First off is that prices have been rising for about 3 months now. This is no surprise if you are currently listing or selling properties. The supply is short and each quality home is getting multiple offers all above list price. All of us actively in the business know this. We see it every day. We also saw it one year ago but then the market tanked again and so we are cautiously optimistic.
The second thing it tells me is that something’s got to give. and I believe that something will be the acceleration of foreclosures with more properties hitting the market by the first quarter of 2012.

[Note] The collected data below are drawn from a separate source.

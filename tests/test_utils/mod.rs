//! Shared fixtures for the integration tests: an in-memory SQLite database
//! with migrations applied, plus builders for the rows the pipeline reads.

use std::future::Future;
use std::sync::Arc;

use anyhow::Result;
use chrono::{DateTime, Duration, Utc};
use migration::{Migrator, MigratorTrait};
use sea_orm::{ActiveModelTrait, Database, DatabaseConnection, Set};
use serde_json::json;
use uuid::Uuid;

use automations::config::AppConfig;
use automations::crypto::{CryptoKey, SealedToken, credential_aad};
use automations::dispatcher::DeliveryDispatcher;
use automations::models::{creator, credential, pending_follow_request, rule};
use automations::normalization::{InboundEvent, Platform, TriggerKind};
use automations::platforms::PlatformRegistry;
use automations::processor::EventProcessor;

#[allow(dead_code)]
pub const TEST_OPERATOR_TOKEN: &str = "test-operator-token";

/// Deterministic 32-byte key shared by every test that seals credentials.
pub fn test_key_bytes() -> Vec<u8> {
    (0u8..32).collect()
}

#[allow(dead_code)]
pub fn test_key() -> CryptoKey {
    CryptoKey::new(test_key_bytes()).expect("valid test key")
}

/// Baseline test configuration: test profile, operator token, crypto key.
pub fn test_config() -> AppConfig {
    let mut config = AppConfig {
        profile: "test".to_string(),
        operator_tokens: vec![TEST_OPERATOR_TOKEN.to_string()],
        crypto_key: Some(test_key_bytes()),
        ..Default::default()
    };
    config.follow_gate.poll_batch_size = 50;
    config
}

/// Sets up an in-memory SQLite database with all migrations applied.
pub async fn setup_test_db() -> Result<DatabaseConnection> {
    let db = Database::connect("sqlite::memory:").await?;
    Migrator::up(&db, None).await?;
    Ok(db)
}

/// Inserts a creator row with a webhook verify token.
pub async fn insert_creator(db: &DatabaseConnection) -> Result<creator::Model> {
    let now = Utc::now().fixed_offset();
    let model = creator::ActiveModel {
        id: Set(Uuid::new_v4()),
        display_name: Set("Test Creator".to_string()),
        webhook_verify_token: Set(Some("handshake-token".to_string())),
        created_at: Set(now),
        updated_at: Set(now),
    }
    .insert(db)
    .await?;

    Ok(model)
}

/// Adjustable rule fixture; defaults to an active instagram keyword-comment
/// rule on "price" with no follow gate.
#[allow(dead_code)]
pub struct RuleFixture {
    pub platform: &'static str,
    pub trigger_type: &'static str,
    pub keywords: Vec<&'static str>,
    pub keyword_match: &'static str,
    pub reply_text: &'static str,
    pub requires_follow: bool,
    pub cooldown_hours: i32,
    pub priority: i32,
    pub is_active: bool,
    pub created_minutes_ago: i64,
}

impl Default for RuleFixture {
    fn default() -> Self {
        Self {
            platform: "instagram",
            trigger_type: "keyword_comment",
            keywords: vec!["price"],
            keyword_match: "contains",
            reply_text: "Hi {{username}}, the link is in your DMs!",
            requires_follow: false,
            cooldown_hours: 24,
            priority: 0,
            is_active: true,
            created_minutes_ago: 0,
        }
    }
}

#[allow(dead_code)]
pub async fn insert_rule(
    db: &DatabaseConnection,
    creator_id: Uuid,
    fixture: RuleFixture,
) -> Result<rule::Model> {
    let created = (Utc::now() - Duration::minutes(fixture.created_minutes_ago)).fixed_offset();
    let model = rule::ActiveModel {
        id: Set(Uuid::new_v4()),
        creator_id: Set(creator_id),
        platform: Set(fixture.platform.to_string()),
        trigger_type: Set(fixture.trigger_type.to_string()),
        keywords: Set(json!(fixture.keywords)),
        keyword_match: Set(fixture.keyword_match.to_string()),
        reply_text: Set(fixture.reply_text.to_string()),
        reply_attachment_id: Set(None),
        requires_follow: Set(fixture.requires_follow),
        cooldown_hours: Set(fixture.cooldown_hours),
        is_active: Set(fixture.is_active),
        priority: Set(fixture.priority),
        total_sent: Set(0),
        total_failed: Set(0),
        created_at: Set(created),
        updated_at: Set(created),
    }
    .insert(db)
    .await?;

    Ok(model)
}

/// Inserts a credential with tokens sealed under [`test_key`].
#[allow(dead_code)]
pub async fn insert_credential(
    db: &DatabaseConnection,
    creator_id: Uuid,
    platform: &str,
    access_token: &str,
    status: &str,
    expires_at: Option<DateTime<Utc>>,
) -> Result<credential::Model> {
    let key = test_key();
    let aad = credential_aad(creator_id, platform);
    let sealed = SealedToken::seal(&key, aad.as_bytes(), access_token.as_bytes())
        .expect("sealing test token")
        .into_bytes();

    let now = Utc::now().fixed_offset();
    let model = credential::ActiveModel {
        id: Set(Uuid::new_v4()),
        creator_id: Set(creator_id),
        platform: Set(platform.to_string()),
        access_token_ciphertext: Set(sealed),
        refresh_token_ciphertext: Set(None),
        expires_at: Set(expires_at.map(|dt| dt.fixed_offset())),
        scopes: Set(None),
        status: Set(status.to_string()),
        refresh_failure_count: Set(0),
        connected_at: Set(now),
        created_at: Set(now),
        updated_at: Set(now),
    }
    .insert(db)
    .await?;

    Ok(model)
}

/// Inserts a waiting follow-gate promise directly.
#[allow(dead_code)]
pub async fn insert_waiting_request(
    db: &DatabaseConnection,
    creator_id: Uuid,
    rule_id: Uuid,
    recipient_id: &str,
    message: &str,
    expires_at: DateTime<Utc>,
) -> Result<pending_follow_request::Model> {
    let now = Utc::now().fixed_offset();
    let model = pending_follow_request::ActiveModel {
        id: Set(Uuid::new_v4()),
        creator_id: Set(creator_id),
        rule_id: Set(rule_id),
        recipient_id: Set(recipient_id.to_string()),
        recipient_username: Set(None),
        message: Set(message.to_string()),
        status: Set("waiting".to_string()),
        expires_at: Set(expires_at.fixed_offset()),
        last_checked_at: Set(None),
        check_count: Set(0),
        created_at: Set(now),
        updated_at: Set(now),
    }
    .insert(db)
    .await?;

    Ok(model)
}

/// A canonical instagram comment event.
#[allow(dead_code)]
pub fn comment_event(event_id: &str, sender_id: &str, text: &str) -> InboundEvent {
    InboundEvent {
        platform: Platform::Instagram,
        trigger: TriggerKind::KeywordComment,
        platform_event_id: event_id.to_string(),
        sender_id: sender_id.to_string(),
        sender_username: Some("jane".to_string()),
        text: text.to_string(),
        post_id: Some("m-1".to_string()),
        comment_id: Some(event_id.to_string()),
        received_at: Utc::now(),
    }
}

/// Builds the dispatch pipeline over one shared config and database.
#[allow(dead_code)]
pub fn build_processor(config: Arc<AppConfig>, db: DatabaseConnection) -> Arc<EventProcessor> {
    let registry = PlatformRegistry::from_config(&config);
    let dispatcher = Arc::new(DeliveryDispatcher::new(
        Arc::clone(&config),
        db.clone(),
        registry.clone(),
        test_key(),
    ));
    Arc::new(EventProcessor::new(
        config,
        db,
        registry,
        dispatcher,
        test_key(),
    ))
}

/// Polls `probe` until it reports true or a bounded number of attempts ran
/// out. Used where processing happens on a spawned task after the HTTP
/// acknowledgment.
#[allow(dead_code)]
pub async fn wait_until<F, Fut>(mut probe: F) -> bool
where
    F: FnMut() -> Fut,
    Fut: Future<Output = bool>,
{
    for _ in 0..50 {
        if probe().await {
            return true;
        }
        tokio::time::sleep(std::time::Duration::from_millis(40)).await;
    }
    false
}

Now back to those 250,000 vacant homes. With the extreme weather shifts in Phoenix these homes are going to be in pretty bad shape. Why not go back to the tried and trued? The FHA 203k. If you are a Listing Agent and you partner with the right Contractor and the right Lender you can market that listing with a pre-packaged renovation plan. The only thing the buyer will have to decide on his paint color, carpeting and appliance package. Take the worry and the decision making out of the equation. If there are no structural repairs required you can add up to $35,000 under the streamline program for repairs, closing costs and contingencies. the loan balance can go up to 110% of the after improvement appraised value. If the home needs more extensive work including structural (room addition for example) then the full 203k program will work.
This same concept applies to anyone buying properties as a traditional Fix and Flip. Shorten up your production cycle and close more quickly if you incorporate the 203k loan into your marketing plan. The home owner will be much happier when they buy a house that they have some control over what the final product looks like.
These programs were very popular in the late 1980’s and 1990’s so they are time tested. The processes have been streamlined and perfected. If you work with the right Contractor and Lender and they are the perfect vehicle for today’s housing market. Are you ready to take advantage?